Brief >>
Within the entries below, find each line containing the word "MockEnrichment" and copy it.

Exercise data >>
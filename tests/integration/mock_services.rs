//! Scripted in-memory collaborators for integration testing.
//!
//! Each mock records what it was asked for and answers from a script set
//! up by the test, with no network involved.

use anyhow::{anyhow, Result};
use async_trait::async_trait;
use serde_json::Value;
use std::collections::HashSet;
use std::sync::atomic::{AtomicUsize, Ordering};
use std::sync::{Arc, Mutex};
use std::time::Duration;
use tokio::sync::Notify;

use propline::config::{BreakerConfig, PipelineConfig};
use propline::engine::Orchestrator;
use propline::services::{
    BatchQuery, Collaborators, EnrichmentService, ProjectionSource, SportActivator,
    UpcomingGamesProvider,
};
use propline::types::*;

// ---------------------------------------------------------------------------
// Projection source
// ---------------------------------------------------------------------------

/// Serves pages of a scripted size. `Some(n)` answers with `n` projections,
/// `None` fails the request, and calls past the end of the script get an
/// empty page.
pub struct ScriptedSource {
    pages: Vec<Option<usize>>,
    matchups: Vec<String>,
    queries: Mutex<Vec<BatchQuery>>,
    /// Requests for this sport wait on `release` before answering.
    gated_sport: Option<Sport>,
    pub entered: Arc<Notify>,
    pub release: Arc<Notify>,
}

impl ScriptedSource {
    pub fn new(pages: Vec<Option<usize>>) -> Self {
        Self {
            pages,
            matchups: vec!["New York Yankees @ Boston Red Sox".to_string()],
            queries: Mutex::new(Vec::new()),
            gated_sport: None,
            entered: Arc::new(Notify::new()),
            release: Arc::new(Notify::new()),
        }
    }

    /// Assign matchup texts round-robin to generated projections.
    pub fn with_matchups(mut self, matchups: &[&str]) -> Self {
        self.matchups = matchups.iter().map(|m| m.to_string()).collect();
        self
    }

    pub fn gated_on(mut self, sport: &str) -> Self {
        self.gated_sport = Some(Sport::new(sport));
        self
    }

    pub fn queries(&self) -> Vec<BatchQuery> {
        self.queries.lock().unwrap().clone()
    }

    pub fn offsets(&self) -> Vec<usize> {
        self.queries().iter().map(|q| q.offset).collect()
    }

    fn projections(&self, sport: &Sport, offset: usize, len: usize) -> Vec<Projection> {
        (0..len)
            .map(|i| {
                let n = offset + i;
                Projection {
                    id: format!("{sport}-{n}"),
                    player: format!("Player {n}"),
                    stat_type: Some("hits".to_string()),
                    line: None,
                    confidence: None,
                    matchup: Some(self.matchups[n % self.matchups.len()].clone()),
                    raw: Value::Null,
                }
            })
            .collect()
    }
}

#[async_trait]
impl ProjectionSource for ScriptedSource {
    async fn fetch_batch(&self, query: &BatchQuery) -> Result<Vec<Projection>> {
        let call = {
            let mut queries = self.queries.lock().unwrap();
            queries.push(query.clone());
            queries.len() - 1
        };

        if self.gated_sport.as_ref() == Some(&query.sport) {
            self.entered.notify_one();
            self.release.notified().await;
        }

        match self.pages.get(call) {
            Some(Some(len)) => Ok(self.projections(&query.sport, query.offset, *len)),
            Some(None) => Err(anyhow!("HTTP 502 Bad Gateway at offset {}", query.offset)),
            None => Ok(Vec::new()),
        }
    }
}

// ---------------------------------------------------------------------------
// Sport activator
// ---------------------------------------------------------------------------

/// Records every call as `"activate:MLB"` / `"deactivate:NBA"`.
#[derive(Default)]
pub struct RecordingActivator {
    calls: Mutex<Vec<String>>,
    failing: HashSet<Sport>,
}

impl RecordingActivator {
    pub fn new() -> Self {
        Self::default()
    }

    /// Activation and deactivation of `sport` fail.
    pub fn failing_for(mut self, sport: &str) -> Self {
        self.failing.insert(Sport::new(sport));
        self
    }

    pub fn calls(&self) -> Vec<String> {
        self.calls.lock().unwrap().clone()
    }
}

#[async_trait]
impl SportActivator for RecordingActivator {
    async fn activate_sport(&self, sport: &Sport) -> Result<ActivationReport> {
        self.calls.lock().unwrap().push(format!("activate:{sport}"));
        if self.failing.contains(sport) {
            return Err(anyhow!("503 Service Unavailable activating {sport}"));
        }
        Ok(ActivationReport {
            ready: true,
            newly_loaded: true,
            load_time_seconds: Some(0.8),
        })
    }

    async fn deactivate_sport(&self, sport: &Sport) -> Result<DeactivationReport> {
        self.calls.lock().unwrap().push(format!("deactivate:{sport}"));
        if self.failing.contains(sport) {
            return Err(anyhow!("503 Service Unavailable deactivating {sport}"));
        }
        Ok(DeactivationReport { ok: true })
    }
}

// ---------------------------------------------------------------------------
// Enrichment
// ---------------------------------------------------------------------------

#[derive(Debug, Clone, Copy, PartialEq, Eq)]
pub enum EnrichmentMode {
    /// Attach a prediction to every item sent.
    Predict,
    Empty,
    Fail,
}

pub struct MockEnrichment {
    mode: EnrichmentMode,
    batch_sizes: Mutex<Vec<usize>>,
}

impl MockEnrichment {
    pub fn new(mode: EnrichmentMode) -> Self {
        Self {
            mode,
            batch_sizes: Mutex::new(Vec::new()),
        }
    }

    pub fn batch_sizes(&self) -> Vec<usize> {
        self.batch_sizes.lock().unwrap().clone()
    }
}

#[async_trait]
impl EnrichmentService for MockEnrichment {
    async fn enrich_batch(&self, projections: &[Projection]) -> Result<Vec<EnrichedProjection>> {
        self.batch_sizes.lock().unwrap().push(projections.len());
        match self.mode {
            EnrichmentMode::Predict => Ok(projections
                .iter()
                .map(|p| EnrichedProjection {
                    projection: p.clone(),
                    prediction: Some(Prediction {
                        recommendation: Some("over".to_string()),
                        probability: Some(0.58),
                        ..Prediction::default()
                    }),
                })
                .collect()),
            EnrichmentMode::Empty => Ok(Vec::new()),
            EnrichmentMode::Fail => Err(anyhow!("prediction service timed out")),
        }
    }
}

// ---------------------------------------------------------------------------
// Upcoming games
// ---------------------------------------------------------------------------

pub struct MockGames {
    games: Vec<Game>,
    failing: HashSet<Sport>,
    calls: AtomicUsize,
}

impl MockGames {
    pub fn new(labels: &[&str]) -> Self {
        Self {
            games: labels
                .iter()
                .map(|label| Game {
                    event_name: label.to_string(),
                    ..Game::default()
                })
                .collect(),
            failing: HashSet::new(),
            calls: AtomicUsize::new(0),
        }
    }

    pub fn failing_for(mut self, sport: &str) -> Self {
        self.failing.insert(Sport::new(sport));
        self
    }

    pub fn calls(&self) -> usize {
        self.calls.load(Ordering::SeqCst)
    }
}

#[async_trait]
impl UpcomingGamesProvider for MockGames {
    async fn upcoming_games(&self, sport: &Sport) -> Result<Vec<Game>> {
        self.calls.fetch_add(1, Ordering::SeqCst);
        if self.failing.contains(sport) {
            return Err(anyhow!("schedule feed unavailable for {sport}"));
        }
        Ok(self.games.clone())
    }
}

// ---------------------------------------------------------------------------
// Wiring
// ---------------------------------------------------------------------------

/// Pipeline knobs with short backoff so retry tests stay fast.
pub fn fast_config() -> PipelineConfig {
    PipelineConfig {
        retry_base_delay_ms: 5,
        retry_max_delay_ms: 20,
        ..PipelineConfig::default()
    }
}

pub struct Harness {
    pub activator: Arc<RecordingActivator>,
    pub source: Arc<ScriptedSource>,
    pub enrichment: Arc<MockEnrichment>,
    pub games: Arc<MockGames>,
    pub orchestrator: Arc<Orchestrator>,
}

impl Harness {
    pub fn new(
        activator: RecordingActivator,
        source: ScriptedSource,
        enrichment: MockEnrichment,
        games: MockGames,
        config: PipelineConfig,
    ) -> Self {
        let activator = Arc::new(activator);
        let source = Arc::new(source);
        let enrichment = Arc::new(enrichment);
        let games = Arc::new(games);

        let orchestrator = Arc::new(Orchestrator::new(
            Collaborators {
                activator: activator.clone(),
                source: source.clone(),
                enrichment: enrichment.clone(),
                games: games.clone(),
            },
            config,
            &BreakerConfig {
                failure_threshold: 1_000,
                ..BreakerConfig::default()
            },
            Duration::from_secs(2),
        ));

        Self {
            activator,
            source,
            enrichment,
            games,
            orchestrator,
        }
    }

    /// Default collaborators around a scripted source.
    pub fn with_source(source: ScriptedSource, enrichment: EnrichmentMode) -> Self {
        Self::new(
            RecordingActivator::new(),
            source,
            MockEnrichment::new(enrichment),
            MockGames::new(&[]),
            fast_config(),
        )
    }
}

Written response >>
pub struct MockEnrichment {
impl MockEnrichment {
impl EnrichmentService for MockEnrichment {
    pub enrichment: Arc<MockEnrichment>,
        enrichment: MockEnrichment,
            MockEnrichment::new(enrichment),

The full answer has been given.